Logistical Support Area, Adder, South-Central Iraq - A half dozen members of the 36th Engineer Group, accompanied by Civil Affairs officers, an interpreter, and the commander of the 86th Combat Surgical Hospital, Col. Harry Warren, went into Nasiriyah on Friday to search for “anything we could use,” said Capt. Loyd Beal, the group’s supply officer. “Anything” included wood, electrical equipment, and office supplies.
Nasiriyah, a city that Maj. Esposito, Intelligence Officer for the 36th said has a population of 500,000, straddles the Euphrates River in south-central Iraq near LSA Adder.
As we approached the city the gray, dust-blown landscape we had been living in gave way to a green, oasis-like area with palm trees, green grasses, and water.
The Marines occupy Nasiriyah, maintaining several compounds throughout the city.
The first stop was one of these compounds.
Whenever a convoy stops, the soldiers get out of the vehicles and stand, their backs to the vehicles and weapons at the ready, looking for possible danger.

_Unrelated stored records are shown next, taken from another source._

//! # Block Registry Types
//!
//! The host owns the block registry. The minimap only reads three flags
//! from each definition (`transparent`, `phys_transp`, `is_leaves`) plus the
//! texture hints used to pick a representative color.
//!
//! ## TOML Format
//!
//! ```toml
//! [[block]]
//! id = 1
//! name = "grass"
//! textures = { top = "grass_top", other = "grass_side" }
//!
//! [[block]]
//! id = 10
//! name = "water"
//! transparent = true
//! phys_transp = true
//! ```

use std::collections::HashMap;

use serde::{Deserialize, Serialize};

/// Block type identifier. `0` means "no block / air / unresolved".
#[derive(Clone, Copy, Debug, Default, PartialEq, Eq, PartialOrd, Ord, Hash, Serialize, Deserialize)]
#[serde(transparent)]
pub struct BlockId(pub u16);

impl BlockId {
    /// Air / no block.
    pub const AIR: Self = Self(0);

    /// Creates a block id.
    #[inline]
    #[must_use]
    pub const fn new(id: u16) -> Self {
        Self(id)
    }

    /// Returns the raw id.
    #[inline]
    #[must_use]
    pub const fn raw(self) -> u16 {
        self.0
    }

    /// Returns true for the "no block" sentinel.
    #[inline]
    #[must_use]
    pub const fn is_air(self) -> bool {
        self.0 == 0
    }
}

impl std::fmt::Display for BlockId {
    fn fmt(&self, f: &mut std::fmt::Formatter<'_>) -> std::fmt::Result {
        write!(f, "{}", self.0)
    }
}

/// Texture name hints attached to a block definition.
#[derive(Clone, Debug, Default, PartialEq, Eq, Serialize, Deserialize)]
pub struct TextureHints {
    /// Texture of the top face (`YP`), preferred for a top-down map.
    #[serde(default)]
    pub top: Option<String>,
    /// Generic texture used for the remaining faces.
    #[serde(default)]
    pub other: Option<String>,
}

/// How a block behaves for surface selection.
#[derive(Clone, Copy, Debug, PartialEq, Eq, Hash)]
pub enum SurfaceClass {
    /// Leaves. Always a surface.
    Leaves,
    /// Transparent and physically transparent. Always a surface.
    Water,
    /// Not physically transparent. Always a surface.
    Opaque,
    /// Physically transparent vegetation. Surface only when plants are shown.
    Plant,
}

impl SurfaceClass {
    /// Returns true if a block of this class stops a column walk.
    #[inline]
    #[must_use]
    pub const fn is_surface(self, show_plants: bool) -> bool {
        match self {
            Self::Leaves | Self::Water | Self::Opaque => true,
            Self::Plant => show_plants,
        }
    }
}

/// Read-only block definition, owned by the host.
#[derive(Clone, Debug, Default, PartialEq, Eq, Serialize, Deserialize)]
pub struct BlockDef {
    /// Registry id.
    pub id: BlockId,
    /// Display name, last texture-name fallback.
    #[serde(default)]
    pub name: String,
    /// Rendered see-through.
    #[serde(default)]
    pub transparent: bool,
    /// Physically transparent (non-solid looking).
    #[serde(default)]
    pub phys_transp: bool,
    /// Leaves flag.
    #[serde(default)]
    pub is_leaves: bool,
    /// Texture hints for color extraction.
    #[serde(default)]
    pub textures: TextureHints,
}

impl BlockDef {
    /// Creates a fully opaque block definition.
    #[must_use]
    pub fn opaque(id: u16, name: impl Into<String>) -> Self {
        Self {
            id: BlockId(id),
            name: name.into(),
            ..Self::default()
        }
    }

    /// Creates a water-like definition (transparent and physically transparent).
    #[must_use]
    pub fn water(id: u16, name: impl Into<String>) -> Self {
        Self {
            transparent: true,
            phys_transp: true,
            ..Self::opaque(id, name)
        }
    }

    /// Creates a leaves definition.
    #[must_use]
    pub fn leaves(id: u16, name: impl Into<String>) -> Self {
        Self {
            phys_transp: true,
            is_leaves: true,
            ..Self::opaque(id, name)
        }
    }

    /// Creates a plant definition (physically transparent, not water, not leaves).
    #[must_use]
    pub fn plant(id: u16, name: impl Into<String>) -> Self {
        Self {
            phys_transp: true,
            ..Self::opaque(id, name)
        }
    }

    /// Sets the texture hints.
    #[must_use]
    pub fn with_textures(mut self, top: Option<&str>, other: Option<&str>) -> Self {
        self.textures = TextureHints {
            top: top.map(str::to_owned),
            other: other.map(str::to_owned),
        };
        self
    }

    /// Returns true for water (transparent and physically transparent).
    #[inline]
    #[must_use]
    pub const fn is_water(&self) -> bool {
        self.transparent && self.phys_transp
    }

    /// Returns true for plants (physically transparent, not leaves, not water).
    #[inline]
    #[must_use]
    pub const fn is_plant(&self) -> bool {
        self.phys_transp && !self.is_leaves && !self.is_water()
    }

    /// Classifies the block for surface selection.
    #[must_use]
    pub const fn surface_class(&self) -> SurfaceClass {
        if self.is_leaves {
            SurfaceClass::Leaves
        } else if self.is_water() {
            SurfaceClass::Water
        } else if !self.phys_transp {
            SurfaceClass::Opaque
        } else {
            SurfaceClass::Plant
        }
    }

    /// Texture-name hint in lookup order: top face, generic face, display name.
    ///
    /// Returns `None` when all three are missing or empty.
    #[must_use]
    pub fn texture_hint(&self) -> Option<&str> {
        [
            self.textures.top.as_deref(),
            self.textures.other.as_deref(),
            Some(self.name.as_str()),
        ]
        .into_iter()
        .flatten()
        .find(|hint| !hint.is_empty())
    }
}

#[derive(Deserialize)]
struct RegistryFile {
    #[serde(default, rename = "block")]
    blocks: Vec<BlockDef>,
}

/// Mapping `BlockId -> BlockDef`.
#[derive(Clone, Debug, Default)]
pub struct BlockRegistry {
    defs: HashMap<BlockId, BlockDef>,
}

impl BlockRegistry {
    /// Creates an empty registry.
    #[must_use]
    pub fn new() -> Self {
        Self::default()
    }

    /// Builds a registry from a list of definitions. Later duplicates win.
    #[must_use]
    pub fn from_defs(defs: impl IntoIterator<Item = BlockDef>) -> Self {
        let mut registry = Self::new();
        for def in defs {
            registry.insert(def);
        }
        registry
    }

    /// Parses a registry from TOML (`[[block]]` tables).
    ///
    /// # Errors
    ///
    /// Returns the TOML error if the document is malformed.
    pub fn from_toml_str(source: &str) -> Result<Self, toml::de::Error> {
        let file: RegistryFile = toml::from_str(source)?;
        Ok(Self::from_defs(file.blocks))
    }

    /// Inserts or replaces a definition.
    pub fn insert(&mut self, def: BlockDef) {
        self.defs.insert(def.id, def);
    }

    /// Looks up a definition.
    #[inline]
    #[must_use]
    pub fn get(&self, id: BlockId) -> Option<&BlockDef> {
        self.defs.get(&id)
    }

    /// Number of definitions.
    #[must_use]
    pub fn len(&self) -> usize {
        self.defs.len()
    }

    /// Returns true if the registry has no definitions.
    #[must_use]
    pub fn is_empty(&self) -> bool {
        self.defs.is_empty()
    }

    /// Iterates over all definitions (unordered).
    pub fn iter(&self) -> impl Iterator<Item = &BlockDef> {
        self.defs.values()
    }
}

#[cfg(test)]
mod tests {
    use super::*;

    #[test]
    fn test_classification() {
        assert_eq!(BlockDef::opaque(1, "stone").surface_class(), SurfaceClass::Opaque);
        assert_eq!(BlockDef::water(2, "water").surface_class(), SurfaceClass::Water);
        assert_eq!(BlockDef::leaves(3, "oak_leaves").surface_class(), SurfaceClass::Leaves);
        assert_eq!(BlockDef::plant(4, "tall_grass").surface_class(), SurfaceClass::Plant);
    }

    #[test]
    fn test_transparent_but_solid_is_opaque() {
        // Glass: rendered see-through but physically solid.
        let glass = BlockDef {
            transparent: true,
            ..BlockDef::opaque(20, "glass")
        };
        assert_eq!(glass.surface_class(), SurfaceClass::Opaque);
    }

    #[test]
    fn test_plants_only_when_shown() {
        assert!(!SurfaceClass::Plant.is_surface(false));
        assert!(SurfaceClass::Plant.is_surface(true));
        assert!(SurfaceClass::Water.is_surface(false));
    }

    #[test]
    fn test_texture_hint_fallback_order() {
        let def = BlockDef::opaque(1, "grass").with_textures(Some("grass_top"), Some("grass_side"));
        assert_eq!(def.texture_hint(), Some("grass_top"));

        let def = BlockDef::opaque(1, "grass").with_textures(None, Some("grass_side"));
        assert_eq!(def.texture_hint(), Some("grass_side"));

        let def = BlockDef::opaque(1, "grass");
        assert_eq!(def.texture_hint(), Some("grass"));

        let def = BlockDef::opaque(1, "");
        assert_eq!(def.texture_hint(), None);
    }

    #[test]
    fn test_registry_from_toml() {
        let registry = BlockRegistry::from_toml_str(
            r#"
            [[block]]
            id = 1
            name = "grass"
            textures = { top = "grass_top" }

            [[block]]
            id = 10
            name = "water"
            transparent = true
            phys_transp = true
            "#,
        )
        .unwrap();

        assert_eq!(registry.len(), 2);
        assert_eq!(
            registry.get(BlockId(1)).unwrap().textures.top.as_deref(),
            Some("grass_top")
        );
        assert!(registry.get(BlockId(10)).unwrap().is_water());
        assert!(registry.get(BlockId(7)).is_none());
    }
}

Marine guards walked up and down the sidewalk trying to keep people from stopping, but the unit’s four Army Humvees and the dozen soldiers guarding them turned into an attraction for the Iraqis. When I brought out my still camera and digital video camcorder almost every passing Iraqi under the age of 20 asked me to take their picture.
We drew a crowd.
The unit stood there for the better part of half an hour smiling, waving hello, taking pictures and turning down sales offers of cartons of cigarettes.
The crowd got so large and so distracting that Sgt. Maj. Bryant came over to me at one point and told me to “put those cameras away.” They drove around the city, stopping four more times, once again at the Marine compound, once at the hospital so Warren could “see it, inspect it, meet the guys” Beal said, and twice on city streets as the supply officers talked with Iraqi businessmen.
As we drove around we noticed that many people waved to us, smiled, or gave a thumbs up.
Iraqi children ran along our vehicle waving and yelling “Hello, Mister” as long as they could keep up with our Humvees. The most interesting stop was on in one of the side streets. A few Iraqi boys and girls had followed us from our previous stop. Within minutes dozens had gathered. They all wanted food, water, or their picture taken.
After convincing them we didn’t have any food some noticed that our names were written on our helmets or flak jackets.
Now they wanted us to write our names on pieces of paper. A dozen scraps of paper were produced from nowhere. The children closed in, one little girl brushed up against Specialist Daniel Starkey’s SAW (Squad AutomaticWeapon – a light machine gun).
He gently warned her away.
After 20 minutes of this, the strain of the constant attention of the kids was beginning to take its toll. Fortunately a Civil Affairs officer came by and introduced me to an English-speaking Iraqi named Haider Alaasam.
About 5-feet-5-inches tall with short black hair, a mustache, and tired gray eyes, Alaasam told me that he had an uncle in Washington D.C. named Mohammed. He wanted to give him a message.
“All your family is OK now,” Alaasam said. “We haven’t heard from you in a long time. It was hard times, but it is OK now.” I asked him how it was during the fighting. “We lived in bad times here because of the bombs,” he Alaasam said. “We buried many people; 27 in a schoolyard on the other side of the river.”
He mentioned a few other locations where people died or were buried, then talked about the feelings of the Iraqi people.
“We are very happy now, all the Iraqi people. You see it in the eyes of the children and the women. You saw it on the satellite channels. For 30 years we have lived in a bad situation. Saddam Hussein killed us. All of us are bodies without spirit,” Alaasam said.
He then talked about more immediate concerns.
“We want a new democratic government, freedom, safety, electricity and water. We are in the 21st century but without electricity,” he said. Because of the lack of water and electricity his daughter is forced to drink water out of the polluted Euphrates River and is now sick. “You can’t feel what we live now. You got your water and your food but we don’t,” he said.
An engineer, he said that he and 75 percent of the people lost their jobs because of the war.
“We are asking Mr. Bush to look after our life. America is the power now,” Alaasam said. He ended with a final plea. “I want my voice to get there.” I told him it would.
The officers came out of the building and got into the vehicles. As we drove off a few of the Iraqi boys discovered that the back flap of our Humvee was not tied down.
One reached in and took a bottle of water out of a box we had in the back. I noticed it too late to stop him. Another reached in. I could have stopped him from taking a bottle but realized he needed the water a lot more than I did.
As the Humvee picked up speed I gave him one.
In the end, the officers weren’t able to find the supplies they wanted. “Everything is so unorganized,” Beal said. All they were able to do was secure an Iraqi middleman who would find the things they were looking for.
The officers agreed to meet him again in two days.